§ **Prompt**: The data below needs to be returned exactly, line for line.

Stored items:
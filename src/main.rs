use dentscan::cli::commands::{CliArgs, Commands};
use dentscan::cli::handlers::{handle_assess, handle_config};
use dentscan::util::logging::{init_logging, parse_level, LoggingConfig};
use dentscan::VERSION;

use clap::Parser;
use tracing::{debug, Level};

#[tokio::main]
async fn main() {
    let args = CliArgs::parse();
    init_logging_from_args(&args);

    debug!("dentscan v{} starting", VERSION);
    debug!("Arguments: {:?}", args);

    let exit_code = match &args.command {
        Commands::Assess(assess_args) => handle_assess(assess_args).await,
        Commands::Config(config_args) => handle_config(config_args).await,
    };

    std::process::exit(exit_code);
}

/// `--log-level` wins over `-v`/`-q`, which win over `DENTSCAN_LOG_LEVEL`.
fn init_logging_from_args(args: &CliArgs) {
    let mut config = LoggingConfig::from_env();
    if let Some(level_str) = &args.log_level {
        config.level = parse_level(level_str);
    } else if args.verbose {
        config.level = Level::DEBUG;
    } else if args.quiet {
        config.level = Level::ERROR;
    }
    init_logging(config);
}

§ **Answer area**:
filename src/main.rs
use dentscan::cli::commands::{CliArgs, Commands};
use dentscan::cli::handlers::{handle_assess, handle_config};
use dentscan::util::logging::{init_logging, parse_level, LoggingConfig};
use dentscan::VERSION;

use clap::Parser;
use tracing::{debug, Level};

#[tokio::main]
async fn main() {
    let args = CliArgs::parse();
    init_logging_from_args(&args);

    debug!("dentscan v{} starting", VERSION);
    debug!("Arguments: {:?}", args);

    let exit_code = match &args.command {
        Commands::Assess(assess_args) => handle_assess(assess_args).await,
        Commands::Config(config_args) => handle_config(config_args).await,
    };

    std::process::exit(exit_code);
}

/// `--log-level` wins over `-v`/`-q`, which win over `DENTSCAN_LOG_LEVEL`.
fn init_logging_from_args(args: &CliArgs) {
    let mut config = LoggingConfig::from_env();
    if let Some(level_str) = &args.log_level {
        config.level = parse_level(level_str);
    } else if args.verbose {
        config.level = Level::DEBUG;
    } else if args.quiet {
        config.level = Level::ERROR;
    }
    init_logging(config);
}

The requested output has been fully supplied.